━━━━━ Dataset content ━━━━━

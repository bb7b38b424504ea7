use crate::errors::{AppError, AppResult};
use crate::feed::NotificationFeed;
use crate::models::{ActionOutcome, FollowRequestRef, NotificationCandidate};
use std::collections::HashSet;
use std::sync::{Arc, Mutex};

/// Routes user actions on rendered notifications to the authoritative store
/// or the dismissal overlay.
#[derive(Clone)]
pub struct ActionRouter {
    feed: Arc<NotificationFeed>,
    in_flight: Arc<Mutex<HashSet<String>>>,
}

struct InFlightGuard {
    in_flight: Arc<Mutex<HashSet<String>>>,
    notification_id: String,
}

impl Drop for InFlightGuard {
    fn drop(&mut self) {
        if let Ok(mut in_flight) = self.in_flight.lock() {
            in_flight.remove(&self.notification_id);
        }
    }
}

#[derive(Debug, Clone, Copy, PartialEq, Eq)]
enum FollowDecision {
    Accept,
    Decline,
}

impl FollowDecision {
    fn as_str(self) -> &'static str {
        match self {
            Self::Accept => "accept",
            Self::Decline => "decline",
        }
    }
}

impl ActionRouter {
    pub fn new(feed: Arc<NotificationFeed>) -> Self {
        Self {
            feed,
            in_flight: Arc::new(Mutex::new(HashSet::new())),
        }
    }

    /// Removes the item immediately, then deletes the structured row or
    /// dismisses the legacy key. Any failure triggers a full fetch cycle.
    pub async fn delete_notification(&self, candidate: &NotificationCandidate) -> ActionOutcome {
        self.feed.remove_pending(&candidate.id).await;

        let origin = candidate.origin();
        // legacy rows cannot be deleted at the source
        let result = if origin.is_legacy() {
            self.feed.overlay().add(&candidate.dedup_key()).await
        } else {
            self.feed
                .backend()
                .delete_structured_notification(candidate.source_row_id())
                .await
                .map_err(|error| AppError::ActionFailed(format!("delete {}: {}", candidate.id, error)))
        };
        self.feed.settle(&candidate.id).await;

        match result {
            Ok(()) => {
                tracing::info!(
                    notification_id = %candidate.id,
                    origin = origin.as_str(),
                    "notification deleted"
                );
                ActionOutcome::Applied
            }
            Err(error) => {
                tracing::warn!(
                    notification_id = %candidate.id,
                    origin = origin.as_str(),
                    error = %error,
                    "notification delete failed, resynchronizing feed"
                );
                self.feed.refresh().await;
                ActionOutcome::Resynchronized
            }
        }
    }

    pub async fn accept_follow_request(&self, candidate: &NotificationCandidate) -> AppResult<ActionOutcome> {
        self.resolve_follow_request(candidate, FollowDecision::Accept).await
    }

    pub async fn decline_follow_request(&self, candidate: &NotificationCandidate) -> AppResult<ActionOutcome> {
        self.resolve_follow_request(candidate, FollowDecision::Decline).await
    }

    pub fn is_in_flight(&self, notification_id: &str) -> bool {
        self.in_flight
            .lock()
            .map(|in_flight| in_flight.contains(notification_id))
            .unwrap_or(false)
    }

    async fn resolve_follow_request(
        &self,
        candidate: &NotificationCandidate,
        decision: FollowDecision,
    ) -> AppResult<ActionOutcome> {
        let Some(FollowRequestRef {
            requester_id,
            requested_id,
            ..
        }) = candidate.follow_request.as_ref()
        else {
            return Err(AppError::NotFound(format!(
                "Notification {} carries no follow request",
                candidate.id
            )));
        };

        let _guard = match self.begin(&candidate.id) {
            Ok(guard) => guard,
            Err(error) => {
                tracing::debug!(notification_id = %candidate.id, error = %error, "follow request action suppressed");
                return Ok(ActionOutcome::Suppressed);
            }
        };

        let backend = self.feed.backend();
        let result = match decision {
            FollowDecision::Accept => backend.accept_follow_request(requester_id, requested_id).await,
            FollowDecision::Decline => backend.delete_follow_request(requester_id, requested_id).await,
        };

        match result {
            Ok(()) => {
                self.feed.remove(&candidate.id).await;
                tracing::info!(
                    notification_id = %candidate.id,
                    decision = decision.as_str(),
                    "follow request resolved"
                );
                Ok(ActionOutcome::Applied)
            }
            Err(error) => {
                tracing::error!(
                    notification_id = %candidate.id,
                    decision = decision.as_str(),
                    error = %error,
                    "follow request action failed"
                );
                Err(AppError::ActionFailed(format!(
                    "Could not {} follow request: {}",
                    decision.as_str(),
                    error
                )))
            }
        }
    }

    fn begin(&self, notification_id: &str) -> AppResult<InFlightGuard> {
        let mut in_flight = self
            .in_flight
            .lock()
            .map_err(|_| AppError::Internal("in-flight mutex poisoned".to_string()))?;
        if !in_flight.insert(notification_id.to_string()) {
            return Err(AppError::ConcurrentMutation(format!(
                "Notification {} already has an action pending",
                notification_id
            )));
        }
        Ok(InFlightGuard {
            in_flight: self.in_flight.clone(),
            notification_id: notification_id.to_string(),
        })
    }
}

#[cfg(test)]
mod tests {
    use super::ActionRouter;
    use crate::backend::{BackendOp, MemoryBackend};
    use crate::errors::AppError;
    use crate::feed::NotificationFeed;
    use crate::models::{
        ActionOutcome, FollowRequestRef, LikeRow, NotificationRow, NotificationType, PostRef,
    };
    use crate::overlay::{DismissalOverlay, MemoryKeyValueStore};
    use chrono::{TimeZone, Utc};
    use std::sync::Arc;
    use std::time::Duration;

    struct Harness {
        backend: Arc<MemoryBackend>,
        store: Arc<MemoryKeyValueStore>,
        feed: Arc<NotificationFeed>,
        router: ActionRouter,
    }

    fn harness() -> Harness {
        let backend = Arc::new(MemoryBackend::new());
        let store = Arc::new(MemoryKeyValueStore::new());
        let feed = Arc::new(NotificationFeed::new(
            "me",
            backend.clone(),
            Arc::new(DismissalOverlay::new(store.clone())),
        ));
        Harness {
            backend,
            store,
            router: ActionRouter::new(feed.clone()),
            feed,
        }
    }

    fn request_row(id: &str, requester: &str, at: i64) -> NotificationRow {
        NotificationRow {
            id: id.to_string(),
            notification_type: NotificationType::FollowRequest,
            actor_id: requester.to_string(),
            actor: None,
            post_id: None,
            workout_id: None,
            post: None,
            workout: None,
            follow_request: Some(FollowRequestRef {
                id: format!("fr-{}", id),
                requester_id: requester.to_string(),
                requested_id: "me".to_string(),
            }),
            read: false,
            created_at: Utc.timestamp_opt(at, 0).unwrap(),
        }
    }

    fn like_row(id: &str, actor: &str, post: &str, at: i64) -> LikeRow {
        LikeRow {
            id: id.to_string(),
            user_id: actor.to_string(),
            post_id: post.to_string(),
            actor: None,
            post: Some(PostRef {
                id: post.to_string(),
                image_url: None,
            }),
            created_at: Utc.timestamp_opt(at, 0).unwrap(),
        }
    }

    #[tokio::test]
    async fn deleting_structured_row_hits_the_store_not_the_overlay() {
        let h = harness();
        h.backend.push_structured(NotificationRow {
            id: "n1".to_string(),
            notification_type: NotificationType::Comment,
            actor_id: "u1".to_string(),
            actor: None,
            post_id: Some("p1".to_string()),
            workout_id: None,
            post: Some(PostRef {
                id: "p1".to_string(),
                image_url: None,
            }),
            workout: None,
            follow_request: None,
            read: false,
            created_at: Utc.timestamp_opt(10, 0).unwrap(),
        });
        let items = h.feed.refresh().await;

        assert_eq!(h.router.delete_notification(&items[0]).await, ActionOutcome::Applied);
        assert!(h.feed.items().await.is_empty());
        assert_eq!(h.backend.structured_len(), 0);
        assert!(h.feed.overlay().snapshot().await.is_empty());
    }

    #[tokio::test]
    async fn deleting_legacy_like_dismisses_its_key() {
        let h = harness();
        h.backend.push_like(like_row("l1", "U3", "P3", 10));
        let items = h.feed.refresh().await;

        assert_eq!(h.router.delete_notification(&items[0]).await, ActionOutcome::Applied);
        assert_eq!(h.backend.calls(BackendOp::DeleteNotification), 0);
        assert!(h.feed.overlay().snapshot().await.contains("like:U3:P3"));
        assert!(h.feed.refresh().await.is_empty());
    }

    #[tokio::test]
    async fn failed_delete_resynchronizes_the_feed() {
        let h = harness();
        h.backend.push_like(like_row("l1", "U3", "P3", 10));
        let items = h.feed.refresh().await;
        h.store.set_fail_writes(true);

        let outcome = h.router.delete_notification(&items[0]).await;
        assert_eq!(outcome, ActionOutcome::Resynchronized);
        assert_eq!(h.feed.items().await.len(), 1);
        assert_eq!(h.backend.calls(BackendOp::FetchLikes), 2);
    }

    fn comment_row(id: &str, actor: &str, at: i64) -> NotificationRow {
        NotificationRow {
            id: id.to_string(),
            notification_type: NotificationType::Comment,
            actor_id: actor.to_string(),
            actor: None,
            post_id: Some(format!("post-{}", id)),
            workout_id: None,
            post: None,
            workout: None,
            follow_request: None,
            read: false,
            created_at: Utc.timestamp_opt(at, 0).unwrap(),
        }
    }

    #[tokio::test]
    async fn failed_structured_delete_resynchronizes_the_feed() {
        let h = harness();
        h.backend.push_structured(comment_row("n5", "u5", 10));
        let items = h.feed.refresh().await;
        h.backend.fail(BackendOp::DeleteNotification, "server error");

        let outcome = h.router.delete_notification(&items[0]).await;
        assert_eq!(outcome, ActionOutcome::Resynchronized);
        assert_eq!(h.feed.items().await, items);
        assert_eq!(h.backend.calls(BackendOp::FetchStructured), 2);
        assert!(h.feed.overlay().snapshot().await.is_empty());
    }

    #[tokio::test]
    async fn refresh_during_pending_delete_keeps_item_hidden() {
        let h = harness();
        h.backend.push_structured(comment_row("n9", "u9", 10));
        h.backend.push_structured(comment_row("n8", "u8", 5));
        let items = h.feed.refresh().await;
        h.backend.delay(BackendOp::DeleteNotification, Duration::from_millis(100));

        let pending = tokio::spawn({
            let router = h.router.clone();
            let candidate = items[0].clone();
            async move { router.delete_notification(&candidate).await }
        });
        tokio::time::sleep(Duration::from_millis(20)).await;

        let during = h.feed.refresh().await;
        assert_eq!(during.iter().map(|candidate| candidate.id.as_str()).collect::<Vec<_>>(), vec!["n8"]);

        assert_eq!(pending.await.expect("join"), ActionOutcome::Applied);
        let after = h.feed.items().await;
        assert_eq!(after.len(), 1);
        assert_eq!(after[0].id, "n8");

        h.backend.clear_delay(BackendOp::DeleteNotification);
        assert_eq!(h.feed.refresh().await.len(), 1);
    }

    #[tokio::test]
    async fn accepting_request_removes_it_and_follow_takes_over() {
        let h = harness();
        h.backend.push_structured(request_row("n2", "U2", 150));
        let items = h.feed.refresh().await;

        let outcome = h.router.accept_follow_request(&items[0]).await.expect("accept");
        assert_eq!(outcome, ActionOutcome::Applied);
        assert!(h.feed.items().await.is_empty());
        assert!(!h.router.is_in_flight(&items[0].id));

        let refreshed = h.feed.refresh().await;
        assert_eq!(refreshed.len(), 1);
        assert_eq!(refreshed[0].notification_type, NotificationType::Follow);
    }

    #[tokio::test]
    async fn failed_decline_keeps_item_and_clears_flag() {
        let h = harness();
        h.backend.push_structured(request_row("n3", "U4", 10));
        let items = h.feed.refresh().await;
        h.backend.fail(BackendOp::DeleteRequest, "network down");

        let err = h
            .router
            .decline_follow_request(&items[0])
            .await
            .expect_err("decline should fail");
        assert!(matches!(err, AppError::ActionFailed(_)));
        assert_eq!(h.feed.items().await.len(), 1);
        assert!(!h.router.is_in_flight(&items[0].id));

        h.backend.recover(BackendOp::DeleteRequest);
        assert_eq!(
            h.router.decline_follow_request(&items[0]).await.expect("retry"),
            ActionOutcome::Applied
        );
    }

    #[tokio::test]
    async fn second_tap_while_pending_is_suppressed() {
        let h = harness();
        h.backend.push_structured(request_row("n4", "U5", 10));
        let items = h.feed.refresh().await;
        h.backend.delay(BackendOp::AcceptRequest, Duration::from_millis(80));

        let first = tokio::spawn({
            let router = h.router.clone();
            let candidate = items[0].clone();
            async move { router.accept_follow_request(&candidate).await }
        });
        tokio::time::sleep(Duration::from_millis(20)).await;
        assert!(h.router.is_in_flight(&items[0].id));

        let second = h.router.accept_follow_request(&items[0]).await.expect("second");
        assert_eq!(second, ActionOutcome::Suppressed);
        assert_eq!(first.await.expect("join").expect("first"), ActionOutcome::Applied);
        assert_eq!(h.backend.calls(BackendOp::AcceptRequest), 1);
    }

    #[tokio::test]
    async fn follow_actions_need_a_follow_request_payload() {
        let h = harness();
        h.backend.push_like(like_row("l1", "U3", "P3", 10));
        let items = h.feed.refresh().await;

        let err = h.router.accept_follow_request(&items[0]).await.expect_err("no payload");
        assert!(matches!(err, AppError::NotFound(_)));
    }
}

━━━━━

Task objective: Retype every line up to and including the one that contains "full fetch cycle.", beginning at the first line of the records, with no edits.

Task result:
repository bb7b38b424504ea7
use crate::errors::{AppError, AppResult};
use crate::feed::NotificationFeed;
use crate::models::{ActionOutcome, FollowRequestRef, NotificationCandidate};
use std::collections::HashSet;
use std::sync::{Arc, Mutex};

/// Routes user actions on rendered notifications to the authoritative store
/// or the dismissal overlay.
#[derive(Clone)]
pub struct ActionRouter {
    feed: Arc<NotificationFeed>,
    in_flight: Arc<Mutex<HashSet<String>>>,
}

struct InFlightGuard {
    in_flight: Arc<Mutex<HashSet<String>>>,
    notification_id: String,
}

impl Drop for InFlightGuard {
    fn drop(&mut self) {
        if let Ok(mut in_flight) = self.in_flight.lock() {
            in_flight.remove(&self.notification_id);
        }
    }
}

#[derive(Debug, Clone, Copy, PartialEq, Eq)]
enum FollowDecision {
    Accept,
    Decline,
}

impl FollowDecision {
    fn as_str(self) -> &'static str {
        match self {
            Self::Accept => "accept",
            Self::Decline => "decline",
        }
    }
}

impl ActionRouter {
    pub fn new(feed: Arc<NotificationFeed>) -> Self {
        Self {
            feed,
            in_flight: Arc::new(Mutex::new(HashSet::new())),
        }
    }

    /// Removes the item immediately, then deletes the structured row or
    /// dismisses the legacy key. Any failure triggers a full fetch cycle.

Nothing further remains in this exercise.